Which makes Naruto: Ultimate Ninja, from developer Cyberconnect 2, somewhat of an exception. To put it simply, Ultimate Ninja succeeds in blending a popular license with good game design. And that's precisely what these games need to do to be successful from a critical standpoint. They need to have enough real meat to satiate the hunger of serious gamers, and not just fans of the comic who will blindly purchase anything with the name Naruto on it. In that respect, Ultimate Ninja delivers the goods.
Like with most fighting games, this one splits into different modes. It has an arcade mode, called Free Battle, where you can jump in and fight with any unlocked character you want. You simply decide who to fight against and where the fight will take place. It's perfect if you just want to come home and start whooping ass without the hassle of going through the main story mode, called Scenario. But for those who want something a little more structured, then Scenario is definitely where you want to be.
Here, you select a fighter from the roster and go through a story. Thankfully, these stories don't repeat themselves, since each character has their own. The downside is none of these stories will excite you very much. For once it'd be nice to see a fighting game take story mode seriously. Maybe have a few characters fighting for something other than personal glory or a murdered father figure. Alas, this isn't that game. Fortunately, if there's one aspect most gamers don't care about in a fighting game, it's story. So the omission of riveting narrative probably won't bother very many people.

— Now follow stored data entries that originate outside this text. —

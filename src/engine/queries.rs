use std::cmp::Ordering;
use std::collections::HashMap;

use ulid::Ulid;

use crate::model::*;

use super::{Engine, EngineError};

/// Newest slot first; booking id breaks ties so equal slots (a cancelled booking
/// and its replacement) always list in the same order.
fn schedule_order(a: &Booking, b: &Booking) -> Ordering {
    b.slot.cmp(&a.slot).then_with(|| b.id.cmp(&a.id))
}

impl Engine {
    pub async fn get_booking(&self, id: Ulid) -> Result<Booking, EngineError> {
        let mentor_id = self
            .mentor_for_booking(&id)
            .ok_or(EngineError::NotFound(id))?;
        let ledger = self
            .get_ledger(&mentor_id)
            .ok_or(EngineError::NotFound(mentor_id))?;
        let guard = ledger.read().await;
        guard.booking(&id).cloned().ok_or(EngineError::NotFound(id))
    }

    /// All bookings for a mentor, any status, newest slot first.
    pub async fn list_bookings_for_mentor(&self, mentor_id: Ulid) -> Vec<Booking> {
        let Some(ledger) = self.get_ledger(&mentor_id) else {
            return Vec::new();
        };
        let guard = ledger.read().await;
        let mut bookings: Vec<Booking> = guard.bookings().cloned().collect();
        bookings.sort_by(schedule_order);
        bookings
    }

    /// All bookings made by a mentee, any status, newest slot first.
    pub async fn list_bookings_for_mentee(&self, mentee_id: Ulid) -> Vec<Booking> {
        let ids = self
            .mentee_bookings
            .get(&mentee_id)
            .map(|e| e.value().clone())
            .unwrap_or_default();

        let mut by_mentor: HashMap<Ulid, Vec<Ulid>> = HashMap::new();
        for id in ids {
            if let Some(mentor_id) = self.mentor_for_booking(&id) {
                by_mentor.entry(mentor_id).or_default().push(id);
            }
        }

        let mut bookings = Vec::new();
        for (mentor_id, ids) in by_mentor {
            let Some(ledger) = self.get_ledger(&mentor_id) else {
                continue;
            };
            let guard = ledger.read().await;
            bookings.extend(ids.iter().filter_map(|id| guard.booking(id).cloned()));
        }
        bookings.sort_by(schedule_order);
        bookings
    }

    /// Non-cancelled slots currently held for a mentor, ascending.
    pub async fn held_slots(&self, mentor_id: Ulid) -> Vec<SlotKey> {
        let Some(ledger) = self.get_ledger(&mentor_id) else {
            return Vec::new();
        };
        let guard = ledger.read().await;
        let mut slots: Vec<SlotKey> = guard.held().copied().collect();
        slots.sort();
        slots
    }

    pub fn booking_count(&self) -> usize {
        self.booking_to_mentor.len()
    }
}
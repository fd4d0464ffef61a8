// Hard limits on inputs and in-memory growth.

pub const MAX_NOTES_LEN: usize = 4096;
pub const MAX_METHOD_LEN: usize = 64;
pub const MAX_CONTACT_LEN: usize = 320;
pub const MAX_WINDOWS_PER_MENTOR: usize = 7 * 48;
/// Cap on slots a mentor can hold at once. Cancelled history does not count.
pub const MAX_LIVE_BOOKINGS_PER_MENTOR: usize = 100_000;
pub const MAX_SESSION_DURATION_MIN: u32 = 24 * 60;
/// Distinct accounts one connection may subscribe to.
pub const MAX_SUBSCRIPTIONS_PER_CONNECTION: usize = 16;
/// Longest accepted wire request line in bytes.
pub const MAX_LINE_LEN: usize = 64 * 1024;
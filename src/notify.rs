use std::io;

use async_trait::async_trait;
use dashmap::DashMap;
use tokio::sync::broadcast;
use ulid::Ulid;

use crate::model::ConfirmationNotice;

const CHANNEL_CAPACITY: usize = 256;

/// Destination for confirmation notices. Delivery is best-effort: the engine logs
/// a failed delivery and moves on.
#[async_trait]
pub trait NotificationSink: Send + Sync {
    async fn deliver(
        &self,
        recipients: [Ulid; 2],
        notice: &ConfirmationNotice,
    ) -> io::Result<()>;
}

/// Broadcast hub for confirmation notices, one channel per account.
pub struct NotifyHub {
    channels: DashMap<Ulid, broadcast::Sender<ConfirmationNotice>>,
}

impl Default for NotifyHub {
    fn default() -> Self {
        Self::new()
    }
}

impl NotifyHub {
    pub fn new() -> Self {
        Self {
            channels: DashMap::new(),
        }
    }

    /// Subscribe to notices for an account. Creates the channel if needed.
    pub fn subscribe(&self, account_id: Ulid) -> broadcast::Receiver<ConfirmationNotice> {
        let sender = self
            .channels
            .entry(account_id)
            .or_insert_with(|| broadcast::channel(CHANNEL_CAPACITY).0);
        sender.subscribe()
    }

    /// Send a notice. No-op if nobody is listening.
    pub fn send(&self, account_id: Ulid, notice: &ConfirmationNotice) {
        if let Some(sender) = self.channels.get(&account_id) {
            let _ = sender.send(notice.clone());
        }
    }

    /// Drop channels whose subscribers have all gone away.
    pub fn prune(&self) {
        self.channels.retain(|_, sender| sender.receiver_count() > 0);
    }
}

#[async_trait]
impl NotificationSink for NotifyHub {
    async fn deliver(
        &self,
        recipients: [Ulid; 2],
        notice: &ConfirmationNotice,
    ) -> io::Result<()> {
        for account_id in recipients {
            self.send(account_id, notice);
        }
        Ok(())
    }
}
use std::collections::HashMap;

use ulid::Ulid;

use crate::model::*;

use super::EngineError;

/// Everything the engine owns for one mentor: booking rows, payment rows, and the
/// Slot Conflict Index derived from them.
///
/// Invariant: `slots` maps each slot to the single booking holding it, and holds
/// exactly the bookings whose status is not CANCELLED.
#[derive(Debug)]
pub struct MentorLedger {
    pub mentor_id: Ulid,
    bookings: HashMap<Ulid, Booking>,
    slots: HashMap<SlotKey, Ulid>,
    /// Keyed by booking id: at most one payment per booking.
    payments: HashMap<Ulid, Payment>,
}

impl MentorLedger {
    pub fn new(mentor_id: Ulid) -> Self {
        Self {
            mentor_id,
            bookings: HashMap::new(),
            slots: HashMap::new(),
            payments: HashMap::new(),
        }
    }

    pub fn len(&self) -> usize {
        self.bookings.len()
    }

    pub fn is_empty(&self) -> bool {
        self.bookings.is_empty()
    }

    /// Number of slots currently held, i.e. non-cancelled bookings.
    pub fn held_count(&self) -> usize {
        self.slots.len()
    }

    pub fn booking(&self, id: &Ulid) -> Option<&Booking> {
        self.bookings.get(id)
    }

    pub fn bookings(&self) -> impl Iterator<Item = &Booking> {
        self.bookings.values()
    }

    pub fn payment_for(&self, booking_id: &Ulid) -> Option<&Payment> {
        self.payments.get(booking_id)
    }

    pub fn payments(&self) -> impl Iterator<Item = &Payment> {
        self.payments.values()
    }

    /// Slots in the conflict index, unordered.
    pub fn held(&self) -> impl Iterator<Item = &SlotKey> {
        self.slots.keys()
    }

    /// The booking currently holding `slot`, if any.
    pub fn holder(&self, slot: &SlotKey) -> Option<Ulid> {
        self.slots.get(slot).copied()
    }

    /// Reservation check. The caller must hold the ledger's write lock from this
    /// call until the new booking is applied.
    pub fn check_slot_free(&self, slot: &SlotKey) -> Result<(), EngineError> {
        match self.holder(slot) {
            Some(_) => Err(EngineError::SlotTaken {
                mentor_id: self.mentor_id,
                slot: *slot,
            }),
            None => Ok(()),
        }
    }

    pub(super) fn insert(&mut self, booking: Booking) {
        if booking.status.holds_slot() {
            self.slots.insert(booking.slot, booking.id);
        }
        self.bookings.insert(booking.id, booking);
    }

    /// Move a booking to `status`, releasing its slot on cancellation.
    pub(super) fn set_status(&mut self, id: &Ulid, status: BookingStatus, at: Ms) {
        let Some(booking) = self.bookings.get_mut(id) else {
            return;
        };
        booking.status = status;
        booking.updated_at = at;
        if !status.holds_slot() && self.slots.get(&booking.slot) == Some(id) {
            self.slots.remove(&booking.slot);
        }
    }

    pub(super) fn set_meeting_reference(&mut self, id: &Ulid, reference: String) {
        if let Some(booking) = self.bookings.get_mut(id) {
            booking.meeting_reference = Some(reference);
        }
    }

    pub(super) fn record_payment(&mut self, payment: Payment) {
        self.payments.insert(payment.booking_id, payment);
    }

    /// Panics unless the slot index holds exactly the non-cancelled rows.
    #[cfg(test)]
    pub(crate) fn assert_index_matches_rows(&self) {
        let mut live = 0;
        for b in self.bookings.values().filter(|b| b.status.holds_slot()) {
            assert_eq!(self.holder(&b.slot), Some(b.id), "row {} not indexed at {}", b.id, b.slot);
            live += 1;
        }
        assert_eq!(self.slots.len(), live, "index holds cancelled or missing rows");
    }
}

The action itself isn't too complicated, but it doesn't need to be, either. Ultimate Ninja has a simple yet thoroughly rewarding combo and counter systems in place. Each character has two main attacks, one basic and one special. Together with the D-Pad, you string these in different combinations to unleash dozens of moves per character. The game controls well, too, which serious fans know matters perhaps more than anything. In the end, no one ever complained that Power Stone lacked the complexity of Street Fighter II, right? Same thing in this case.
Speaking of Power Stone, a few of its most-beloved aspects are put to good use here. When fighting in any of the game's stages, for instance, you can pick up items that greatly affect the flow of battle. Only here, support characters randomly hand them throughout a given battle. When they appear, you need to rush and pick them up before your opponent attacks them and forces them into retreat. Of course, you can also attack your opponent's supporters too. This lends combat a rather distinct flair, as the myriad items (health, weapons) can easily make or break a fight.